PROBLEM – Within the records, find every line that includes the word "style" and copy it.

Start of Block

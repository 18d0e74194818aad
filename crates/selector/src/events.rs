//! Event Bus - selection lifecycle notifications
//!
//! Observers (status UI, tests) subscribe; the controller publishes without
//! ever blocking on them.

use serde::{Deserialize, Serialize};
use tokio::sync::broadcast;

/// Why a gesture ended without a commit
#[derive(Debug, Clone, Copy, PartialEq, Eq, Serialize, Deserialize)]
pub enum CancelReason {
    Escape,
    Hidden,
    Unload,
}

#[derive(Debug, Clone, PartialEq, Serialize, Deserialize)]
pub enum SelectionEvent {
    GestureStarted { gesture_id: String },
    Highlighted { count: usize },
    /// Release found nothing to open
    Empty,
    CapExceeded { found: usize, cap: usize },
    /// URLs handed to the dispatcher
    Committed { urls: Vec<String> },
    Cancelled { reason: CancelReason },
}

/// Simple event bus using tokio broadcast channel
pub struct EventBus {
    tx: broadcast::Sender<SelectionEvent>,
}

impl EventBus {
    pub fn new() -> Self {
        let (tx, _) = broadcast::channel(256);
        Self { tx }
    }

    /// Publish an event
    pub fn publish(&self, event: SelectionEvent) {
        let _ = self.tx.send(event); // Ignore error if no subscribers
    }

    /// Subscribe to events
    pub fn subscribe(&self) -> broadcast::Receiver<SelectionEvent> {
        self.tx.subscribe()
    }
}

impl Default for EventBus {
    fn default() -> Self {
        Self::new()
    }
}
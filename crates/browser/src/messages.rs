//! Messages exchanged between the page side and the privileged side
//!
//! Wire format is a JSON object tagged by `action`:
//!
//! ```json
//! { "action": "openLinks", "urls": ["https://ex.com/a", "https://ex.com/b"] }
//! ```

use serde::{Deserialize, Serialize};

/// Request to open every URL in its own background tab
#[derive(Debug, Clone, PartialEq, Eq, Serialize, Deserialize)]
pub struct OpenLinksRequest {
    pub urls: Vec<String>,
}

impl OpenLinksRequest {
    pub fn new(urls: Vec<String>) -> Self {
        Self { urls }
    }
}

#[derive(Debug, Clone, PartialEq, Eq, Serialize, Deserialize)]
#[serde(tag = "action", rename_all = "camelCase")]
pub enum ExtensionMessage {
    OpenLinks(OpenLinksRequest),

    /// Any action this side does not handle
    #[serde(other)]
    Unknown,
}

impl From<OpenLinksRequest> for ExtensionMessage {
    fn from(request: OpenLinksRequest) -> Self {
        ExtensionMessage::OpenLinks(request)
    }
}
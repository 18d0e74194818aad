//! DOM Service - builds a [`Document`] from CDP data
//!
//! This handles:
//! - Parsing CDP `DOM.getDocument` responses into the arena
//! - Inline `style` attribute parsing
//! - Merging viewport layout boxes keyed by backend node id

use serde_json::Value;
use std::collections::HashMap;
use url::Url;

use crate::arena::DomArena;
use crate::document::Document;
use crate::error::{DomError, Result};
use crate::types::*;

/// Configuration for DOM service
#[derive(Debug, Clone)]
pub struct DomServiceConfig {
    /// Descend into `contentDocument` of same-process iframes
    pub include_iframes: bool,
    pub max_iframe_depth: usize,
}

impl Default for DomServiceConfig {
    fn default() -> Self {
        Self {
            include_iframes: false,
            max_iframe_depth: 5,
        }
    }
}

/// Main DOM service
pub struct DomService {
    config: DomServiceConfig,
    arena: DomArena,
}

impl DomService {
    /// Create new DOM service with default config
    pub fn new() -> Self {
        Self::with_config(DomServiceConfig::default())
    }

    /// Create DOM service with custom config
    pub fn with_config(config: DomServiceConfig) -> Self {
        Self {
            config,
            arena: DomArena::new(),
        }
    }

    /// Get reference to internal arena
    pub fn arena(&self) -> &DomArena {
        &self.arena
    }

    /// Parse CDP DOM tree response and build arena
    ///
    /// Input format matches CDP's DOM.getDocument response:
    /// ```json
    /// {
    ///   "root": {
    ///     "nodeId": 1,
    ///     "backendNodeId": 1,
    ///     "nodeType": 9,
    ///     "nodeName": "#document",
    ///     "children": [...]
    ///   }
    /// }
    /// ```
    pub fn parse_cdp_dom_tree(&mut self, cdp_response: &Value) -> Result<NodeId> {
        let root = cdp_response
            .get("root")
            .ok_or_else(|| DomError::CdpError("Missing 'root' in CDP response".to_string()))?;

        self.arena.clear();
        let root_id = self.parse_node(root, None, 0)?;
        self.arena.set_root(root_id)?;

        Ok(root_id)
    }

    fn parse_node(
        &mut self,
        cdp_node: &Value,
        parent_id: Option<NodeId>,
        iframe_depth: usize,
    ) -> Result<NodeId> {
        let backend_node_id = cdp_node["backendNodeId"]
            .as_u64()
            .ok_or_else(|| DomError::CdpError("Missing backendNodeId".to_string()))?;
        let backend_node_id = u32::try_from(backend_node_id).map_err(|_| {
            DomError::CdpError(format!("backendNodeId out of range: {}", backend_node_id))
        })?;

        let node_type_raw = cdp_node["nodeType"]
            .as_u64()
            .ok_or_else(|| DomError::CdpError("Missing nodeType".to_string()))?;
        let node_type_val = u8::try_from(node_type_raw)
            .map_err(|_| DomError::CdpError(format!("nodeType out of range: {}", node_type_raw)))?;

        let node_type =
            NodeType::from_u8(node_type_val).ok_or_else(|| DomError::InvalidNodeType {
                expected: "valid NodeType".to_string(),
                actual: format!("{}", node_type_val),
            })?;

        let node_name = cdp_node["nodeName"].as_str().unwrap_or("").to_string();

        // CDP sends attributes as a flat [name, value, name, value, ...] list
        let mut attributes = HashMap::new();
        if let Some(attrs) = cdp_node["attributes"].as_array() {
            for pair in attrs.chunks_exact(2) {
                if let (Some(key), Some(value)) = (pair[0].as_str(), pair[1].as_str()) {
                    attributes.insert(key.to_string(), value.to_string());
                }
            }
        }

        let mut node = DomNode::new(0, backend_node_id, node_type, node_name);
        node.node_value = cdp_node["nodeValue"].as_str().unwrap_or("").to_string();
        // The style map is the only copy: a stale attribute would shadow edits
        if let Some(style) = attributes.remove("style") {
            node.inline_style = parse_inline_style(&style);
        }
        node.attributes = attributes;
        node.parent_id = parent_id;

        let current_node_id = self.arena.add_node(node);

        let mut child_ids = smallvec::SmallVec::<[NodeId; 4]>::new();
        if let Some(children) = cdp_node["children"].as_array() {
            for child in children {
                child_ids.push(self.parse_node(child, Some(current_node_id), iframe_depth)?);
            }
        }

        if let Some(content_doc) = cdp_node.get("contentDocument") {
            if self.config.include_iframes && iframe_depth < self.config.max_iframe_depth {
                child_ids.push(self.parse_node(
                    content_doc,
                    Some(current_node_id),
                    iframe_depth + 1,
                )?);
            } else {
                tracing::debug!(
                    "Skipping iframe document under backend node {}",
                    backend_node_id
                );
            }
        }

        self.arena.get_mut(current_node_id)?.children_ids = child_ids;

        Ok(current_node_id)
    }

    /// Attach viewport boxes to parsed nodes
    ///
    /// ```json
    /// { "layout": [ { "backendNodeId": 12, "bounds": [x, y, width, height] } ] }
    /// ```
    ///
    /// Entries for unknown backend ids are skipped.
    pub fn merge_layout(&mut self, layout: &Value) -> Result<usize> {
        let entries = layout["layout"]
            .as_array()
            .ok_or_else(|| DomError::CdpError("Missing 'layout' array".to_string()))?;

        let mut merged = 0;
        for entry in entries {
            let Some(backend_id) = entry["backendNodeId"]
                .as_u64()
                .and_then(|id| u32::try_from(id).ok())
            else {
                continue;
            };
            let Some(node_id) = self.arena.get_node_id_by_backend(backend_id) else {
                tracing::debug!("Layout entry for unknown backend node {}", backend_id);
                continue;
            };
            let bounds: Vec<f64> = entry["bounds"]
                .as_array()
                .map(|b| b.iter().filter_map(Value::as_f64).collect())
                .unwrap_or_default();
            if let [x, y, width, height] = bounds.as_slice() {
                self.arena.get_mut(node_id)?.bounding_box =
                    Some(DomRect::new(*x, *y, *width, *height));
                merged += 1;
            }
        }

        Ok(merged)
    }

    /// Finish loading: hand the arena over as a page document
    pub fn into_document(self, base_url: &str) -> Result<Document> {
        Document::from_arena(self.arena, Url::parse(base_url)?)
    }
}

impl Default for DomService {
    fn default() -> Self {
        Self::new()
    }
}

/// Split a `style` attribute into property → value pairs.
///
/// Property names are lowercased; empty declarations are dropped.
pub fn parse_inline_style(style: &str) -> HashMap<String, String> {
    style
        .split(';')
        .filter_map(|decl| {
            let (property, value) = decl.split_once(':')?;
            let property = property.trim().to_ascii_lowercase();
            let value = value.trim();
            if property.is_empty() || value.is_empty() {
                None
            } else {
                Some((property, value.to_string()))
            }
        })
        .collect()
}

End of Block

RESULT OF THIS EXERCISE –
//! - Inline `style` attribute parsing
        // The style map is the only copy: a stale attribute would shadow edits
        if let Some(style) = attributes.remove("style") {
            node.inline_style = parse_inline_style(&style);
/// Split a `style` attribute into property → value pairs.
pub fn parse_inline_style(style: &str) -> HashMap<String, String> {
    style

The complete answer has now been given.